A flicker of annoyance creased my brows.Yes, there was no denying it..as they say, the mirror never lies....there was a little bit more weight around the midriff than I should carry. Didn't like what I was seeing in the mirror and annoyance certainly was the over riding emotion.
And believe you me,I try my best to ensure I don't put on weight, with good enough cause too. Just crossed 40, family history of diabetes and hypertension, Asian heritage..would tick the box on all counts as a high risk to having problems. But you know what, it's darned hard to make sure the healthy diet and exercise happens on a regular basis...not because I am lazy but mainly because life, work, kids, travelling takes away time from your hands.The health evangelists would tout that as excuses but when most days you leave the house before 7 am to fit everything in and then come back home sometimes around 9 pm, the desire or even energy to exercise somehow seems to be lower down the priority list..I would rather spend the 20 minutes discussing Spider-Man with my son enthusiastically explaining the importance of webs..or trying to tease my daughter about the increasing "noise" from her room which she claims to be music.
And that's reality. And that's life..and in a nutshell why most people find it so difficult...its not that there isn't necessarily the desire but life has a different perspective on it. When the "present" needs sorting, who has time to protect oneself from the ravages of "future"? I have never ever berated or even criticised anyone coming to my clinic , whether type 1 or type 2 diabetes, for inability to lose or even putting on weight....simply because I struggle to do so myself. Recently due to personal ailments, I couldn't exercise...it was frustrating but at least it was temporary...but it certainly put into perspective what pain can do to you and your daily life.
We all seem to have an amazing ability to preach, amazing innate sense to lecture..but tell you what, behind that desk,its always easy to give a lecture on the importance of healthy food, the relevance of exercise...but after that,we go back to our own lives... don't live the lives of those who go through their daily travails...so an easy way out is always to lecture and then move on to the next patient. if we all knew so much, how come we don't have lithe, toned athletic looking HCPs all over the NHS? I will tell you why...they all have lives and their daily grind where it isn't that simple.
And that is why when I read articles on "how easy it is"...it makes me annoyed. Yes, indeed diet and exercise is all paramount but lets be a bit more realistic about it, shall we? We have issues with food pricing, issues with accessibility, cultural issues....all of which does not help. There is no denying the importance of what a Mediterranean diet provides but don't make it all sound so simple and more importantly, don't make others feel guilty or bad for not doing something "so simple". Life isn't the same for everyone so using glib terms such as "you should make time for such important interventions" isn't the way ahead.

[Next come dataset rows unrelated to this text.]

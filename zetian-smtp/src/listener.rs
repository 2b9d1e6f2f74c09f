use std::{
    net::SocketAddr,
    sync::{Arc, atomic::AtomicU64},
    time::Duration,
};

use futures_util::future::join_all;
use tokio::{
    io::AsyncWriteExt,
    net::{TcpListener, TcpStream},
    sync::broadcast,
    task::JoinHandle,
};
use tokio_rustls::TlsAcceptor;
use zetian_common::{Signal, error::ListenerError, internal};

use crate::{
    admission::{AdmissionDenied, ConnectionGauge},
    config::ServerConfig,
    connection::{self, Connection},
    events::ServerEvent,
    server::Hooks,
    session::Session,
};

/// A bound accept loop: admission, session spawning, graceful shutdown.
pub struct Listener {
    listener: TcpListener,
    local: SocketAddr,
    config: Arc<ServerConfig>,
    hooks: Arc<Hooks>,
    queue: Arc<AtomicU64>,
    session_ids: Arc<AtomicU64>,
    gauge: ConnectionGauge,
    /// Present when this listener handshakes at accept time (implicit TLS).
    implicit_tls: Option<TlsAcceptor>,
}

impl Listener {
    pub(crate) async fn bind(
        config: Arc<ServerConfig>,
        hooks: Arc<Hooks>,
        queue: Arc<AtomicU64>,
        session_ids: Arc<AtomicU64>,
    ) -> Result<Self, ListenerError> {
        let socket = config.socket();
        let listener = TcpListener::bind(socket)
            .await
            .map_err(|source| ListenerError::BindFailed {
                address: socket.to_string(),
                source,
            })?;
        let local = listener.local_addr().map_err(ListenerError::AcceptFailed)?;

        let implicit_tls = if config.implicit_tls {
            match config.tls.as_ref() {
                Some(tls) => Some(connection::acceptor(tls).map_err(|err| {
                    ListenerError::Config(zetian_common::error::ConfigError::InvalidConfiguration {
                        field: "tls".to_string(),
                        reason: err.to_string(),
                    })
                })?),
                None => {
                    return Err(ListenerError::Config(
                        zetian_common::error::ConfigError::MissingField("tls"),
                    ));
                }
            }
        } else {
            None
        };

        Ok(Self {
            listener,
            local,
            config,
            hooks,
            queue,
            session_ids,
            gauge: ConnectionGauge::new(),
            implicit_tls,
        })
    }

    /// The bound address; useful when the configuration asked for port 0.
    #[must_use]
    pub const fn local_addr(&self) -> SocketAddr {
        self.local
    }

    /// Accept until shutdown, then drain: stop accepting, let sessions
    /// finish within the grace period, force-close the rest.
    pub async fn serve(
        self,
        mut shutdown: broadcast::Receiver<Signal>,
    ) -> Result<(), ListenerError> {
        internal!(level = INFO, "Serving SMTP on {}", self.local);

        let mut sessions: Vec<JoinHandle<()>> = Vec::new();

        loop {
            tokio::select! {
                sig = shutdown.recv() => {
                    match sig {
                        Ok(Signal::Shutdown) | Err(broadcast::error::RecvError::Closed) => break,
                        Err(broadcast::error::RecvError::Lagged(_)) => {}
                    }
                }

                connection = self.listener.accept() => {
                    match connection {
                        Ok((stream, peer)) => {
                            sessions.retain(|handle| !handle.is_finished());
                            self.accept(stream, peer, &mut sessions, &shutdown);
                        }
                        Err(err) => {
                            internal!(level = WARN, "Accept failed: {err}");
                        }
                    }
                }
            }
        }

        internal!(
            level = INFO,
            "SMTP listener {} received shutdown, draining {} sessions",
            self.local,
            sessions.iter().filter(|handle| !handle.is_finished()).count()
        );

        let grace = Duration::from_secs(self.config.shutdown_grace_secs);
        let aborts: Vec<_> = sessions.iter().map(JoinHandle::abort_handle).collect();

        if tokio::time::timeout(grace, join_all(sessions)).await.is_err() {
            internal!(level = WARN, "Grace period elapsed, force-closing sessions");
            for abort in aborts {
                abort.abort();
            }
        }

        Ok(())
    }

    /// Admission checks, then hand the connection to its own task.
    fn accept(
        &self,
        stream: TcpStream,
        peer: SocketAddr,
        sessions: &mut Vec<JoinHandle<()>>,
        shutdown: &broadcast::Receiver<Signal>,
    ) {
        tracing::debug!("Connection received on {} from {peer}", self.local);

        if !self.hooks.limiter.is_allowed(peer.ip()) {
            self.hooks
                .events
                .emit(&ServerEvent::RateLimitExceeded { peer: peer.ip() });
            self.hooks.events.emit(&ServerEvent::ConnectionRejected {
                peer,
                reason: "rate limit exceeded".to_string(),
            });
            tokio::spawn(refuse(stream, "421 4.3.2 Rate limit exceeded"));
            return;
        }
        self.hooks.limiter.record_request(peer.ip());

        let permit = match self.gauge.try_acquire(
            peer.ip(),
            self.config.max_connections,
            self.config.max_connections_per_ip,
        ) {
            Ok(permit) => permit,
            Err(denied) => {
                let reason = match denied {
                    AdmissionDenied::TooManySessions => "too many concurrent sessions",
                    AdmissionDenied::TooManyFromIp => "too many sessions from address",
                };
                self.hooks.events.emit(&ServerEvent::ConnectionRejected {
                    peer,
                    reason: reason.to_string(),
                });
                tokio::spawn(refuse(stream, "421 4.3.2 Too many concurrent sessions"));
                return;
            }
        };

        self.hooks
            .events
            .emit(&ServerEvent::ConnectionAccepted { peer });

        let id = self
            .session_ids
            .fetch_add(1, std::sync::atomic::Ordering::Relaxed)
            + 1;
        let config = Arc::clone(&self.config);
        let hooks = Arc::clone(&self.hooks);
        let queue = Arc::clone(&self.queue);
        let acceptor = self.implicit_tls.clone();
        let local = self.local;
        let shutdown = shutdown.resubscribe();

        sessions.push(tokio::spawn(async move {
            // Held for the lifetime of the task so admission slots free up
            // even when a session is aborted
            let _permit = permit;
            run_session(id, stream, peer, local, config, hooks, queue, acceptor, shutdown).await;
        }));
    }
}

#[allow(clippy::too_many_arguments)]
async fn run_session(
    id: u64,
    stream: TcpStream,
    peer: SocketAddr,
    local: SocketAddr,
    config: Arc<ServerConfig>,
    hooks: Arc<Hooks>,
    queue: Arc<AtomicU64>,
    acceptor: Option<TlsAcceptor>,
    shutdown: broadcast::Receiver<Signal>,
) {
    let connection = if let Some(acceptor) = acceptor {
        let handshake = tokio::time::timeout(
            Duration::from_secs(config.timeouts.command_secs),
            acceptor.accept(stream),
        );
        match handshake.await {
            Ok(Ok(stream)) => Connection::tls(stream),
            Ok(Err(err)) => {
                internal!(level = DEBUG, "Implicit TLS handshake failed: {err}");
                hooks.events.emit(&ServerEvent::ErrorOccurred {
                    session_id: None,
                    error: format!("implicit TLS handshake failed: {err}"),
                });
                return;
            }
            Err(_) => {
                internal!(level = DEBUG, "Implicit TLS handshake timed out");
                return;
            }
        }
    } else {
        Connection::plain(stream)
    };

    let mut session = Session::create(id, connection, peer, local, config, Arc::clone(&hooks), queue);
    hooks.events.emit(&ServerEvent::SessionCreated {
        session: session.info().clone(),
    });

    let result = session.run(shutdown).await;
    match &result {
        Ok(()) => internal!(level = DEBUG, "Session {id} finished"),
        Err(err) if err.is_shutdown() => {
            internal!(level = DEBUG, "Session {id} closed by shutdown");
        }
        Err(err) => {
            internal!(level = DEBUG, "Session {id} ended: {err}");
            hooks.events.emit(&ServerEvent::ErrorOccurred {
                session_id: Some(id),
                error: err.to_string(),
            });
        }
    }

    hooks.events.emit(&ServerEvent::SessionCompleted {
        session_id: id,
        messages: session.messages_accepted(),
    });
}

/// One-line refusal for connections that never become sessions.
async fn refuse(mut stream: TcpStream, line: &'static str) {
    let _ = stream.write_all(format!("{line}\r\n").as_bytes()).await;
    let _ = stream.shutdown().await;
}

You want to tackle this..do so properly. We have a long way to go when the biggest event held in the UK over last 10 years- the Olympics- is sponsored by CocaCola and McDonalds...that plastering of their logos make it more acceptable, not less. Food industry is where the battle is..so lets do so properly..and while that's happening, a bit less of the "Oh, Mrs Bloggs, you have put on some weight" followed by a pause. We must,as healthcare professionals, have a better approach towards the whole weight loss angle..an overarching policy at a public health level, start at schools,,colleges, explain the importance of knowing how to prepare food yourself and perhaps even consider leading the way as regards being fitter individuals. And more importantly, try and appreciate why diet and exercise may not be so easy to do, rather than be judgemental about it.
Life has a funny way of stacking your priorities.As a healthcare professional, your focus maybe to make Mrs Bloggs use 20 minutes each day for brisk walking and help her reduce her future risk of heart attacks. Her priority maybe to use the only spare 20 minutes in her day to sit with her grandchildren and read them a storybook.
Lesson to self? Don't judge others by your own life or barometers..we are all different...so are our priorities. A bit more realism, a bit more understanding will probably take us further more than walking ourselves into a state where we view the world only through the prism of our own lives. One can only hope.